[Aim of the task] Please find every line in the records below that contains the word "calendar", and copy it.

═════ Supplied records ═════

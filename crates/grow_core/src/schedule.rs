use std::collections::HashMap;

use serde::{Deserialize, Serialize};

use crate::calendar::DayInfo;

#[derive(Debug, Clone, PartialEq, Eq, Serialize, Deserialize)]
pub struct Task {
    pub id: String,
    pub label: String,
    pub category: String,
}

/// Recurring checklist keyed by weekday name, then week bucket name.
///
/// Serialized as `{ "Monday": { "Week 1": [ { "id": .., "label": .., "category": .. } ] } }`.
#[derive(Debug, Clone, Default, PartialEq, Eq, Serialize, Deserialize)]
#[serde(transparent)]
pub struct ScheduledTaskTable {
    days: HashMap<String, HashMap<String, Vec<Task>>>,
}

impl ScheduledTaskTable {
    pub fn new() -> Self {
        Self::default()
    }

    pub fn insert(&mut self, day_name: &str, week_name: &str, task: Task) {
        self.days
            .entry(day_name.to_string())
            .or_default()
            .entry(week_name.to_string())
            .or_default()
            .push(task);
    }

    pub fn with_task(mut self, day_name: &str, week_name: &str, task: Task) -> Self {
        self.insert(day_name, week_name, task);
        self
    }

    /// Appends every task of `other` after the tasks already present.
    pub fn merge(&mut self, other: ScheduledTaskTable) {
        for (day_name, weeks) in other.days {
            let target = self.days.entry(day_name).or_default();
            for (week_name, tasks) in weeks {
                target.entry(week_name).or_default().extend(tasks);
            }
        }
    }

    pub fn bucket(&self, day_name: &str, week_name: &str) -> Option<&[Task]> {
        self.days
            .get(day_name)
            .and_then(|weeks| weeks.get(week_name))
            .map(Vec::as_slice)
    }

    pub fn is_empty(&self) -> bool {
        self.days.values().all(|weeks| weeks.values().all(Vec::is_empty))
    }
}

/// Tasks scheduled for `day`. Weekends and missing rows yield nothing.
pub fn tasks_for<'a>(day: &DayInfo, table: &'a ScheduledTaskTable) -> &'a [Task] {
    if !day.is_weekday {
        return &[];
    }
    table.bucket(&day.day_name, &day.week_name).unwrap_or(&[])
}

#[cfg(test)]
mod tests {
    use super::*;
    use crate::calendar::resolve_from;
    use chrono::NaiveDate;

    fn task(id: &str) -> Task {
        Task {
            id: id.to_string(),
            label: format!("Task {id}"),
            category: "cleaning".to_string(),
        }
    }

    fn sample_table() -> ScheduledTaskTable {
        ScheduledTaskTable::new()
            .with_task("Monday", "Week 2", task("b"))
            .with_task("Monday", "Week 2", task("a"))
            .with_task("Sunday", "Week 1", task("never"))
            .with_task("Wednesday", "Week 1", task("c"))
    }

    #[test]
    fn returns_bucket_in_insertion_order() {
        // 2025-09-08 is a Monday in week bucket 2.
        let day = resolve_from(NaiveDate::from_ymd_opt(2025, 9, 8).unwrap(), 0);
        let table = sample_table();
        let ids: Vec<&str> = tasks_for(&day, &table)
            .iter()
            .map(|t| t.id.as_str())
            .collect();
        assert_eq!(ids, vec!["b", "a"]);
    }

    #[test]
    fn weekend_days_have_no_tasks() {
        let day = resolve_from(NaiveDate::from_ymd_opt(2025, 9, 8).unwrap(), -1);
        assert_eq!(day.day_name, "Sunday");
        assert!(tasks_for(&day, &sample_table()).is_empty());
    }

    #[test]
    fn missing_day_or_bucket_is_empty() {
        let table = sample_table();
        // Tuesday has no row at all.
        let tuesday = resolve_from(NaiveDate::from_ymd_opt(2025, 9, 9).unwrap(), 0);
        assert!(tasks_for(&tuesday, &table).is_empty());
        // Wednesday exists, but only for Week 1.
        let wednesday = resolve_from(NaiveDate::from_ymd_opt(2025, 9, 10).unwrap(), 0);
        assert_eq!(wednesday.week_name, "Week 2");
        assert!(tasks_for(&wednesday, &table).is_empty());
    }

    #[test]
    fn merge_appends_after_existing_tasks() {
        let mut table = sample_table();
        table.merge(ScheduledTaskTable::new().with_task("Monday", "Week 2", task("z")));
        let ids: Vec<&str> = table
            .bucket("Monday", "Week 2")
            .unwrap()
            .iter()
            .map(|t| t.id.as_str())
            .collect();
        assert_eq!(ids, vec!["b", "a", "z"]);
        assert!(!table.is_empty());
        assert!(ScheduledTaskTable::new().is_empty());
    }

    #[test]
    fn deserializes_nested_json_table() {
        let raw = r#"{
            "Friday": {
                "Week 4": [
                    { "id": "filters", "label": "Swap intake filters", "category": "hvac" },
                    { "id": "mop", "label": "Mop flower rooms", "category": "cleaning" }
                ]
            }
        }"#;
        let table: ScheduledTaskTable = serde_json::from_str(raw).unwrap();
        // 2025-10-31 is a Friday, day 31 caps into Week 4.
        let day = resolve_from(NaiveDate::from_ymd_opt(2025, 10, 31).unwrap(), 0);
        let tasks = tasks_for(&day, &table);
        assert_eq!(tasks.len(), 2);
        assert_eq!(tasks[0].id, "filters");
        assert_eq!(tasks[1].category, "cleaning");
    }
}
use grow_app::{run, AppConfig};
use tracing_subscriber::EnvFilter;

fn main() {
    tracing_subscriber::fmt()
        .with_env_filter(EnvFilter::from_default_env())
        .with_writer(std::io::stderr)
        .init();
    let config = AppConfig::from_env().unwrap_or_default();
    if let Err(err) = run(config) {
        eprintln!("Failed to build grow report: {err:#}");
        std::process::exit(1);
    }
}
use chrono::NaiveDate;
use serde::{Deserialize, Serialize};

use crate::metrics::{compare_metrics, MetricComparison, MetricMap};

#[derive(Debug, Clone, Copy, PartialEq, Eq, Hash, Serialize, Deserialize)]
#[serde(rename_all = "lowercase")]
pub enum SectionKind {
    Vegetative,
    Flowering,
    Hanging,
    Decontamination,
    Curing,
    #[serde(other)]
    Other,
}

#[derive(Debug, Clone, PartialEq, Eq, Serialize, Deserialize)]
pub struct Section {
    pub id: String,
    pub name: String,
    #[serde(rename = "type")]
    pub kind: SectionKind,
}

#[derive(Debug, Clone, PartialEq, Eq, Serialize, Deserialize)]
#[serde(rename_all = "camelCase")]
pub struct Plant {
    pub id: String,
    pub strain: String,
    pub strain_display: String,
    pub current_location: String,
    pub status: String,
    #[serde(default)]
    pub start_date: Option<NaiveDate>,
}

impl Plant {
    pub fn is_active(&self) -> bool {
        self.status == "active"
    }

    /// Route slug such as `BT-2025-001-blue-dream`.
    pub fn slug(&self) -> String {
        format!("{}-{}", self.id, self.strain)
    }
}

#[derive(Debug, Clone, Copy, PartialEq, Eq, Hash, Serialize, Deserialize)]
#[serde(rename_all = "lowercase")]
pub enum TimelineStatus {
    Completed,
    Pending,
    Issue,
    #[serde(other)]
    Other,
}

#[derive(Debug, Clone, PartialEq, Eq, Serialize, Deserialize)]
pub struct TimelineEvent {
    pub label: String,
    pub date: NaiveDate,
    pub status: TimelineStatus,
    #[serde(default)]
    pub notes: String,
}

#[derive(Debug, Clone, Default, PartialEq, Serialize, Deserialize)]
pub struct EntryStats {
    #[serde(default, skip_serializing_if = "MetricMap::is_empty")]
    pub metrics: MetricMap,
    #[serde(default)]
    pub timeline: Vec<TimelineEvent>,
    #[serde(default)]
    pub notes: String,
}

#[derive(Debug, Clone, PartialEq, Eq, Serialize, Deserialize)]
pub struct Nutrient {
    pub name: String,
    pub image: String,
}

#[derive(Debug, Clone, PartialEq, Eq, Serialize, Deserialize)]
pub struct PestTreatment {
    pub name: String,
    pub image: String,
    #[serde(default)]
    pub link: String,
}

/// One dated record for a location, written by staff once per visit.
#[derive(Debug, Clone, PartialEq, Serialize, Deserialize)]
#[serde(rename_all = "camelCase")]
pub struct LocationEntry {
    pub id: String,
    pub location_id: String,
    #[serde(default)]
    pub plant_id: String,
    pub date: NaiveDate,
    pub week: u32,
    #[serde(default)]
    pub stats: EntryStats,
    #[serde(default)]
    pub nutrients: Vec<Nutrient>,
    #[serde(default)]
    pub pest_management: Vec<PestTreatment>,
    /// Photo file names, stored under the plant's strain folder.
    #[serde(default)]
    pub images: Vec<String>,
}

#[derive(Debug, Clone, Default, Serialize, Deserialize)]
pub struct SectionsFile {
    pub sections: Vec<Section>,
}

#[derive(Debug, Clone, Default, Serialize, Deserialize)]
pub struct PlantsFile {
    pub plants: Vec<Plant>,
}

#[derive(Debug, Clone, Default, Serialize, Deserialize)]
pub struct EntriesFile {
    pub entries: Vec<LocationEntry>,
}

/// A photo from one of a plant's entries, tagged with where and when it was taken.
#[derive(Debug, Clone, PartialEq, Eq, Serialize)]
pub struct GalleryImage {
    pub filename: String,
    pub path: String,
    pub location: Option<String>,
    pub week: u32,
    pub date: NaiveDate,
}

#[derive(Debug, Clone, Copy, PartialEq, Eq)]
pub struct Neighbours<'a> {
    pub previous: Option<&'a Section>,
    pub next: Option<&'a Section>,
}

/// Latest and previous week for one location.
#[derive(Debug, Clone, PartialEq, Serialize)]
pub struct StatsSnapshot {
    pub current: MetricMap,
    pub previous: MetricMap,
    pub week: u32,
    pub previous_week: Option<u32>,
    pub timeline: Vec<TimelineEvent>,
    pub notes: String,
}

impl StatsSnapshot {
    pub fn has_metrics(&self) -> bool {
        !self.current.is_empty()
    }

    pub fn comparisons(&self) -> Vec<MetricComparison> {
        compare_metrics(&self.current, &self.previous)
    }
}

/// Static grow data: facility sections, tracked plants and their entries.
#[derive(Debug, Clone, Default, PartialEq)]
pub struct GrowData {
    pub sections: Vec<Section>,
    pub plants: Vec<Plant>,
    pub entries: Vec<LocationEntry>,
}

impl GrowData {
    pub fn section(&self, id: &str) -> Option<&Section> {
        self.sections.iter().find(|section| section.id == id)
    }

    pub fn sections_of_kind(&self, kind: SectionKind) -> Vec<&Section> {
        self.sections
            .iter()
            .filter(|section| section.kind == kind)
            .collect()
    }

    /// Adjacent sections in file order; `None` for an unknown id.
    pub fn neighbours(&self, id: &str) -> Option<Neighbours<'_>> {
        let idx = self.sections.iter().position(|section| section.id == id)?;
        Some(Neighbours {
            previous: idx.checked_sub(1).and_then(|prev| self.sections.get(prev)),
            next: self.sections.get(idx + 1),
        })
    }

    /// Entries for a location, newest first.
    pub fn location_entries(&self, location_id: &str) -> Vec<&LocationEntry> {
        newest_first(
            self.entries
                .iter()
                .filter(|entry| entry.location_id == location_id),
        )
    }

    /// Entries for a plant across every location it visited, newest first.
    pub fn plant_entries(&self, plant_id: &str) -> Vec<&LocationEntry> {
        newest_first(self.entries.iter().filter(|entry| entry.plant_id == plant_id))
    }

    /// Every photo across the plant's entries, newest entry first. Empty for
    /// an unknown plant.
    pub fn plant_gallery(&self, plant_id: &str) -> Vec<GalleryImage> {
        let Some(plant) = self.plants.iter().find(|plant| plant.id == plant_id) else {
            return Vec::new();
        };
        self.plant_entries(plant_id)
            .into_iter()
            .flat_map(|entry| {
                let location = self.section(&entry.location_id).map(|s| s.name.clone());
                entry.images.iter().map(move |filename| GalleryImage {
                    filename: filename.clone(),
                    path: format!("strains/{}/{}", plant.strain, filename),
                    location: location.clone(),
                    week: entry.week,
                    date: entry.date,
                })
            })
            .collect()
    }

    pub fn active_plant_in(&self, section_id: &str) -> Option<&Plant> {
        self.plants
            .iter()
            .find(|plant| plant.current_location == section_id && plant.is_active())
    }

    /// Case-insensitive search over plant id, strain and display name.
    pub fn find_plant(&self, query: &str) -> Option<&Plant> {
        let needle = query.trim().to_lowercase();
        if needle.is_empty() {
            return None;
        }
        self.plants.iter().find(|plant| {
            plant.id.to_lowercase().contains(&needle)
                || plant.strain.to_lowercase().contains(&needle)
                || plant.strain_display.to_lowercase().contains(&needle)
        })
    }

    /// Resolves a route slug: the first three dash-separated parts form the id.
    pub fn plant_from_slug(&self, slug: &str) -> Option<&Plant> {
        let id = slug.split('-').take(3).collect::<Vec<_>>().join("-");
        self.plants.iter().find(|plant| plant.id == id)
    }

    pub fn stats_snapshot(&self, location_id: &str) -> Option<StatsSnapshot> {
        let entries = self.location_entries(location_id);
        let latest = entries.first()?;
        let previous = entries.get(1);
        Some(StatsSnapshot {
            current: latest.stats.metrics.clone(),
            previous: previous
                .map(|entry| entry.stats.metrics.clone())
                .unwrap_or_default(),
            week: latest.week,
            previous_week: previous.map(|entry| entry.week),
            timeline: latest.stats.timeline.clone(),
            notes: latest.stats.notes.clone(),
        })
    }

    pub fn entries_on(&self, location_id: &str, date: NaiveDate) -> Vec<&LocationEntry> {
        self.location_entries(location_id)
            .into_iter()
            .filter(|entry| entry.date == date)
            .collect()
    }
}

fn newest_first<'a>(entries: impl Iterator<Item = &'a LocationEntry>) -> Vec<&'a LocationEntry> {
    let mut out: Vec<&LocationEntry> = entries.collect();
    out.sort_by(|a, b| b.date.cmp(&a.date));
    out
}

#[derive(Debug, Clone, Copy, PartialEq, Eq)]
pub enum ViewFilter {
    Stats,
    Nutrients,
    PestManagement,
    Images,
}

/// Panels shown on a location page. Stats combines freely; the other three
/// are exclusive and switch stats off.
#[derive(Debug, Clone, Copy, Default, PartialEq, Eq)]
pub struct ViewFilters {
    pub stats: bool,
    pub nutrients: bool,
    pub pest_management: bool,
    pub images: bool,
}

impl ViewFilters {
    pub fn toggle(self, filter: ViewFilter) -> Self {
        match filter {
            ViewFilter::Stats => Self {
                stats: !self.stats,
                ..self
            },
            ViewFilter::Nutrients => Self {
                nutrients: !self.nutrients,
                ..Self::default()
            },
            ViewFilter::PestManagement => Self {
                pest_management: !self.pest_management,
                ..Self::default()
            },
            ViewFilter::Images => Self {
                images: !self.images,
                ..Self::default()
            },
        }
    }

    pub fn hides_schedule(&self) -> bool {
        self.stats || self.nutrients || self.pest_management || self.images
    }
}
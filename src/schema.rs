//! Schema Catalog
//!
//! Introspects a connection into a table -> columns map plus one readable
//! document per table. Snapshots are cached per connection URL for the
//! lifetime of the process.

use crate::db::{ConnectionDescriptor, DatabaseConnector};
use crate::error::Result;
use indexmap::IndexMap;
use serde::{Deserialize, Serialize};
use std::collections::HashMap;
use std::path::{Path, PathBuf};
use std::sync::Mutex;
use tracing::{debug, info, warn};

#[derive(Debug, Clone, Default, PartialEq, Eq, Serialize, Deserialize)]
pub struct SchemaSnapshot {
    pub tables: IndexMap<String, Vec<String>>,
    pub docs: Vec<String>,
}

impl SchemaSnapshot {
    /// Groups `(table, column)` pairs by table, keeping first-seen table order
    /// and column order within each table.
    pub fn from_columns<I>(columns: I) -> Self
    where
        I: IntoIterator<Item = (String, String)>,
    {
        let mut tables: IndexMap<String, Vec<String>> = IndexMap::new();
        for (table, column) in columns {
            tables.entry(table).or_default().push(column);
        }
        let docs = tables
            .iter()
            .map(|(table, cols)| table_doc(table, cols))
            .collect();
        Self { tables, docs }
    }

    pub fn table_count(&self) -> usize {
        self.tables.len()
    }

    pub fn is_empty(&self) -> bool {
        self.tables.is_empty()
    }

    /// All docs joined by newlines.
    pub fn docs_text(&self) -> String {
        self.docs.join("\n")
    }

    /// True when `name` equals a table or column name, ignoring case.
    pub fn has_identifier(&self, name: &str) -> bool {
        self.tables.iter().any(|(table, cols)| {
            table.eq_ignore_ascii_case(name) || cols.iter().any(|c| c.eq_ignore_ascii_case(name))
        })
    }
}

fn table_doc(table: &str, columns: &[String]) -> String {
    format!("table {}: {}", table, columns.join(", "))
}

/// Side-channel record written next to the process for inspection.
#[derive(Debug, Serialize)]
struct DbInfo<'a> {
    db: &'a str,
    host: &'a str,
    port: u16,
    tables: &'a IndexMap<String, Vec<String>>,
    docs: &'a [String],
}

pub struct SchemaCatalog {
    cache: Mutex<HashMap<String, SchemaSnapshot>>,
    db_info_dir: Option<PathBuf>,
}

impl SchemaCatalog {
    pub fn new(db_info_dir: Option<PathBuf>) -> Self {
        Self {
            cache: Mutex::new(HashMap::new()),
            db_info_dir,
        }
    }

    /// Returns the cached snapshot for this connection, introspecting on a miss.
    pub async fn load(&self, connector: &dyn DatabaseConnector) -> Result<SchemaSnapshot> {
        let key = connector.descriptor().url.clone();
        if let Some(snapshot) = self.cached(&key) {
            debug!("Schema cache hit ({} tables)", snapshot.table_count());
            return Ok(snapshot);
        }
        self.refresh(connector).await
    }

    /// Introspects the connection and replaces any cached snapshot.
    pub async fn refresh(&self, connector: &dyn DatabaseConnector) -> Result<SchemaSnapshot> {
        let descriptor = connector.descriptor();
        let columns = connector.list_columns().await?;
        let snapshot = SchemaSnapshot::from_columns(columns);
        info!(
            "Loaded schema for '{}' ({} tables)",
            descriptor.database,
            snapshot.table_count()
        );

        if let Some(ref dir) = self.db_info_dir {
            if let Err(e) = write_db_info(dir, descriptor, &snapshot) {
                warn!("Could not write db info to {}: {}", dir.display(), e);
            }
        }

        if let Ok(mut cache) = self.cache.lock() {
            cache.insert(descriptor.url.clone(), snapshot.clone());
        }
        Ok(snapshot)
    }

    pub fn invalidate(&self, url: &str) {
        if let Ok(mut cache) = self.cache.lock() {
            cache.remove(url);
        }
    }

    fn cached(&self, key: &str) -> Option<SchemaSnapshot> {
        self.cache.lock().ok().and_then(|cache| cache.get(key).cloned())
    }
}

fn write_db_info(
    dir: &Path,
    descriptor: &ConnectionDescriptor,
    snapshot: &SchemaSnapshot,
) -> Result<PathBuf> {
    std::fs::create_dir_all(dir)?;
    let name = if descriptor.database.is_empty() {
        "default"
    } else {
        descriptor.database.as_str()
    };
    let path = dir.join(format!("{}.json", name));
    let info = DbInfo {
        db: &descriptor.database,
        host: &descriptor.host,
        port: descriptor.port,
        tables: &snapshot.tables,
        docs: &snapshot.docs,
    };
    std::fs::write(&path, serde_json::to_string(&info)?)?;
    Ok(path)
}

#[cfg(test)]
mod tests {
    use super::*;
    use crate::db::ExecutionResult;
    use crate::error::Text2SqlError;
    use async_trait::async_trait;
    use std::sync::atomic::{AtomicUsize, Ordering};

    struct FakeConnector {
        descriptor: ConnectionDescriptor,
        columns: Vec<(String, String)>,
        calls: AtomicUsize,
    }

    impl FakeConnector {
        fn new(columns: &[(&str, &str)]) -> Self {
            Self {
                descriptor: ConnectionDescriptor::parse("mysql://root:pw@localhost:3306/db").unwrap(),
                columns: columns
                    .iter()
                    .map(|(t, c)| (t.to_string(), c.to_string()))
                    .collect(),
                calls: AtomicUsize::new(0),
            }
        }
    }

    #[async_trait]
    impl DatabaseConnector for FakeConnector {
        fn descriptor(&self) -> &ConnectionDescriptor {
            &self.descriptor
        }

        async fn list_columns(&self) -> Result<Vec<(String, String)>> {
            self.calls.fetch_add(1, Ordering::SeqCst);
            Ok(self.columns.clone())
        }

        async fn execute(&self, _sql: &str) -> Result<ExecutionResult> {
            Err(Text2SqlError::Query("not supported".to_string()))
        }

        async fn explain(&self, _sql: &str) -> Result<ExecutionResult> {
            Err(Text2SqlError::Query("not supported".to_string()))
        }
    }

    #[test]
    fn test_snapshot_groups_columns() {
        let snapshot = SchemaSnapshot::from_columns(vec![
            ("t1".to_string(), "c1".to_string()),
            ("t1".to_string(), "c2".to_string()),
            ("t2".to_string(), "a".to_string()),
        ]);
        assert_eq!(snapshot.tables.keys().collect::<Vec<_>>(), vec!["t1", "t2"]);
        assert_eq!(snapshot.tables["t1"], vec!["c1", "c2"]);
        assert_eq!(snapshot.docs, vec!["table t1: c1, c2", "table t2: a"]);
        assert_eq!(snapshot.docs.len(), snapshot.tables.len());
    }

    #[test]
    fn test_has_identifier_ignores_case() {
        let snapshot =
            SchemaSnapshot::from_columns(vec![("Orders".to_string(), "Total".to_string())]);
        assert!(snapshot.has_identifier("orders"));
        assert!(snapshot.has_identifier("TOTAL"));
        assert!(!snapshot.has_identifier("customer"));
    }

    #[tokio::test]
    async fn test_load_writes_db_info() {
        let dir = tempfile::tempdir().unwrap();
        let catalog = SchemaCatalog::new(Some(dir.path().to_path_buf()));
        let connector = FakeConnector::new(&[("t1", "c1"), ("t1", "c2"), ("t2", "a")]);

        let snapshot = catalog.load(&connector).await.unwrap();
        assert!(snapshot.tables.contains_key("t1"));
        assert!(snapshot.tables.contains_key("t2"));

        let written = std::fs::read_to_string(dir.path().join("db.json")).unwrap();
        let value: serde_json::Value = serde_json::from_str(&written).unwrap();
        assert_eq!(value["db"], "db");
        assert_eq!(value["port"], 3306);
        assert_eq!(value["docs"][0], "table t1: c1, c2");
    }

    #[tokio::test]
    async fn test_load_is_cached_and_stable() {
        let catalog = SchemaCatalog::new(None);
        let connector = FakeConnector::new(&[("orders", "id"), ("orders", "total")]);

        let first = catalog.load(&connector).await.unwrap();
        let second = catalog.load(&connector).await.unwrap();
        assert_eq!(first, second);
        assert_eq!(connector.calls.load(Ordering::SeqCst), 1);

        let refreshed = catalog.refresh(&connector).await.unwrap();
        assert_eq!(first, refreshed);
        assert_eq!(connector.calls.load(Ordering::SeqCst), 2);
    }

    #[tokio::test]
    async fn test_unwritable_db_info_does_not_fail_load() {
        let file = tempfile::NamedTempFile::new().unwrap();
        // A regular file where a directory is expected.
        let catalog = SchemaCatalog::new(Some(file.path().join("nested")));
        let connector = FakeConnector::new(&[("t", "c")]);
        assert!(catalog.load(&connector).await.is_ok());
    }
}
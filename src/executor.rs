//! Query execution
//!
//! Runs guarded statements against a connector under a timeout.

use crate::db::{DatabaseConnector, ExecutionResult};
use crate::error::{Result, Text2SqlError};
use crate::guard::ValidatedSql;
use std::sync::Arc;
use std::time::Duration;
use tracing::info;

pub struct QueryExecutor {
    connector: Arc<dyn DatabaseConnector>,
    timeout: Duration,
}

impl QueryExecutor {
    pub fn new(connector: Arc<dyn DatabaseConnector>, timeout: Duration) -> Self {
        Self { connector, timeout }
    }

    pub async fn query(&self, sql: &ValidatedSql) -> Result<ExecutionResult> {
        let result = self
            .bounded(self.connector.execute(sql.as_str()), "query")
            .await?;
        info!(
            "Query returned {} rows, {} columns",
            result.rows.len(),
            result.headers.len()
        );
        Ok(result)
    }

    pub async fn explain(&self, sql: &ValidatedSql) -> Result<ExecutionResult> {
        let plan = self
            .bounded(self.connector.explain(sql.as_str()), "explain")
            .await?;
        info!("Plan has {} rows", plan.rows.len());
        Ok(plan)
    }

    async fn bounded<F>(&self, fut: F, what: &str) -> Result<ExecutionResult>
    where
        F: std::future::Future<Output = Result<ExecutionResult>>,
    {
        match tokio::time::timeout(self.timeout, fut).await {
            Ok(result) => result,
            Err(_) => Err(Text2SqlError::Query(format!(
                "{} timed out after {}s",
                what,
                self.timeout.as_secs()
            ))),
        }
    }
}

#[cfg(test)]
mod tests {
    use super::*;
    use crate::db::ConnectionDescriptor;
    use crate::dialect::Dialect;
    use crate::guard::validate;
    use async_trait::async_trait;

    struct SlowConnector {
        descriptor: ConnectionDescriptor,
        delay: Duration,
    }

    #[async_trait]
    impl DatabaseConnector for SlowConnector {
        fn descriptor(&self) -> &ConnectionDescriptor {
            &self.descriptor
        }

        async fn list_columns(&self) -> Result<Vec<(String, String)>> {
            Ok(Vec::new())
        }

        async fn execute(&self, sql: &str) -> Result<ExecutionResult> {
            tokio::time::sleep(self.delay).await;
            Ok(ExecutionResult::new(
                vec!["sql".to_string()],
                vec![vec![serde_json::json!(sql)]],
            ))
        }

        async fn explain(&self, _sql: &str) -> Result<ExecutionResult> {
            tokio::time::sleep(self.delay).await;
            Ok(ExecutionResult::new(vec!["Plan".to_string()], Vec::new()))
        }
    }

    fn executor(delay_ms: u64, timeout_ms: u64) -> QueryExecutor {
        let connector = SlowConnector {
            descriptor: ConnectionDescriptor::parse("mysql://root@localhost/db").unwrap(),
            delay: Duration::from_millis(delay_ms),
        };
        QueryExecutor::new(Arc::new(connector), Duration::from_millis(timeout_ms))
    }

    #[tokio::test]
    async fn test_query_passes_validated_text() {
        let sql = validate("SELECT 1", Dialect::Mysql).unwrap();
        let result = executor(0, 1000).query(&sql).await.unwrap();
        assert_eq!(result.rows[0][0], "SELECT 1 LIMIT 100");
    }

    #[tokio::test]
    async fn test_timeout_surfaces_as_query_error() {
        let sql = validate("SELECT 1", Dialect::Mysql).unwrap();
        let err = executor(200, 10).query(&sql).await.unwrap_err();
        assert!(matches!(err, Text2SqlError::Query(_)));
        let err = executor(200, 10).explain(&sql).await.unwrap_err();
        assert!(matches!(err, Text2SqlError::Query(_)));
    }
}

═════

[Task response]
use crate::calendar::DayInfo;
    use crate::calendar::resolve_from;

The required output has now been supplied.